The Clinton administration isn’t particularly mendacious on economic matters—in fact, economic analysis and reporting under Clinton have been unusually scrupulous. But the president has changed his mind about economic policy so often that now his officials sound insincere even when they speak the plain truth. And so I felt a bit sorry for Joseph Stiglitz, the eminent economist who for a time chaired Clinton’s Council of Economic Advisers. In the spring of 1996, Stiglitz released a report on the state of the American worker, more or less confirming what most independent economists had already concluded: Workers were not doing as badly as the headlines might have suggested. In particular, the impact of corporate downsizing had been greatly exaggerated.

Stiglitz’s report was, to all appearances, a sincere attempt to produce a realistic picture of the American labor market. Yet it was treated by nearly all commentators as a purely political document—an election-year effort to accentuate the positive.

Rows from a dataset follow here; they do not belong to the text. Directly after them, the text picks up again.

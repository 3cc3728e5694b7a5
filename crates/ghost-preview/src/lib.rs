//! Ghost suggestion previews: diff two text snapshots, syntax-highlight the
//! updated one, and render the result as a themed SVG image.
//!
//! The pipeline has three stages, each usable on its own:
//!
//! 1. [`diff::classify`] compares the snapshots and tags every character of
//!    the updated text with a [`DiffKind`].
//! 2. [`markup::highlight`] fuses tokenizer colors with those tags into span
//!    markup.
//! 3. [`svg::SvgRenderer`] lays the markup out with estimated text metrics
//!    and emits the SVG document.
//!
//! [`render_preview`] runs all three.
//!
//! ```
//! use ghost_preview::PlainTokenizer;
//! use ghost_preview::PreviewInput;
//! use ghost_preview::PreviewLayout;
//!
//! let preview = ghost_preview::render_preview(
//!     &PlainTokenizer,
//!     &PreviewInput {
//!         original: "let x = 1;".to_string(),
//!         updated: "let value = 1;".to_string(),
//!         ..PreviewInput::default()
//!     },
//!     &PreviewLayout::default(),
//! )
//! .unwrap();
//! assert!(preview.svg.starts_with("<svg"));
//! ```

pub mod diff;
pub mod dom;
pub mod markup;
pub mod preview;
pub mod svg;

mod escape;

pub use ghost_preview_core::metrics;
pub use ghost_preview_core::range::BackgroundRange;
pub use ghost_preview_core::range::DiffKind;
pub use ghost_preview_core::theme;
pub use ghost_preview_core::theme::ThemeColors;
pub use ghost_preview_core::theme::ThemeKind;
pub use ghost_preview_syntax::CodeTokenizer;
pub use ghost_preview_syntax::PlainTokenizer;
pub use ghost_preview_syntax::Token;
pub use ghost_preview_syntax::TokenizeError;
#[cfg(feature = "syntect")]
pub use ghost_preview_syntax::SyntectTokenizer;

pub use preview::Preview;
pub use preview::PreviewError;
pub use preview::PreviewInput;
pub use preview::PreviewLayout;
pub use preview::render_preview;
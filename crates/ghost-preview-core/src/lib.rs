pub mod metrics;
pub mod range;
pub mod theme;
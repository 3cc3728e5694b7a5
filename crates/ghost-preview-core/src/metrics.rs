//! Monospace glyph model used for all horizontal layout.
//!
//! Every stage that converts character counts into pixels goes through these
//! functions, so highlight rectangle edges always coincide with the character
//! offsets that produced them.

/// Estimated advance of a single glyph at `font_size`.
pub fn character_width(font_size: f64) -> f64 {
    font_size * 0.6
}

/// Estimated width of `text` rendered on one line.
pub fn text_width(text: &str, font_size: f64) -> f64 {
    text.chars().count() as f64 * character_width(font_size)
}

/// Character count of the longest line in `text`.
pub fn max_line_chars(text: &str) -> usize {
    text.split('\n')
        .map(|line| line.chars().count())
        .max()
        .unwrap_or(0)
}

/// Width of the decoration container wrapping a rendered preview, with a
/// fixed 32px floor and 32px of horizontal padding.
pub fn container_width(text: &str, font_size: f64) -> f64 {
    let content = max_line_chars(text) as f64 * character_width(font_size);
    (content + 32.0).round().max(32.0)
}

#[cfg(test)]
mod tests {
    use super::*;

    #[test]
    fn character_width_scales_with_font_size() {
        assert_eq!(character_width(10.0), 6.0);
        assert_eq!(text_width("abcd", 10.0), 24.0);
        assert_eq!(text_width("", 10.0), 0.0);
    }

    #[test]
    fn max_line_chars_picks_longest_line() {
        assert_eq!(max_line_chars(""), 0);
        assert_eq!(max_line_chars("ab\nabcde\nc"), 5);
    }

    #[test]
    fn container_width_has_floor_and_padding() {
        assert!(container_width("", 14.0) >= 32.0);
        assert!(container_width("hello", 14.0) >= 32.0);
        assert!(container_width("hello", 14.0) > text_width("hello", 14.0));
    }
}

But the commentators had reason for their skepticism. After all, other members of the administration—especially Labor Secretary Robert Reich—had been insistently pushing a very different view. In the world according to Reich, even well-paid American workers have now joined the “anxious classes.” They are liable any day to find themselves downsized out of the middle class. And even if they keep their jobs, the fear of being fired has forced them to accept stagnant or declining wages while productivity and profits soar.

Like much of what Reich says, this story was clear, compelling, brilliantly packaged, and mostly wrong. Stiglitz, by contrast, was telling the complicated truth rather than an emotionally satisfying fiction.

To understand why Reich was wrong (about this and most other things), think about the strange case of the missing children. During the early 1980s, sensationalist journalism, combining true-crime stories with garbled statistics, convinced much of the public that America is a nation where vast numbers of children are snatched from their happy families by mysterious strangers every year. TV shows about “stranger abductions” are a media staple to this day. In reality, however, such crimes are rare: about 300 per year in a nation of 260 million. It’s not that abductions never happen. They do, and they are terrible things. Nor is the point that the kids are all right: For hundreds of thousands of American children, life is sheer hell. Almost always, however, the people who victimize children are not strangers. For every child kidnapped by a stranger, at least a thousand are sexually abused by family members. But stranger abductions made good copy, and therefore became a public concern out of all proportion to their real importance.

Corporate downsizing is neither as terrible nor as rare as stranger abduction, but the two phenomena share some characteristics. Like stranger abductions, downsizing is a camera-ready tragedy, perfect for media exploitation, that is only a minor part of the real problem.

Stiglitz’s report is full of dense statistical analysis making this point, but here’s a quick do-it-yourself version. A February 1996
Newsweek
cover story entitled “Corporate Killers” listed just about every large layoff by a major corporation over the last five years. The number of jobs eliminated by each company appeared in large type next to a photo of the CEO responsible. The article implied that it was describing a national catastrophe. But if you add up all the numbers, the total comes to 370,000. That is less than one worker in 300—a tiny blip in the number of workers who lose or change jobs every year, even in the healthiest economy. And the great majority of downsized workers do find new jobs. Although most end up making less in their new jobs than they did before, only a fraction experience the much-publicized plunge from comfortable middle class to working poor. No wonder Stiglitz found that the destruction of good jobs by greedy corporations is just not an important part of what is happening to the American worker.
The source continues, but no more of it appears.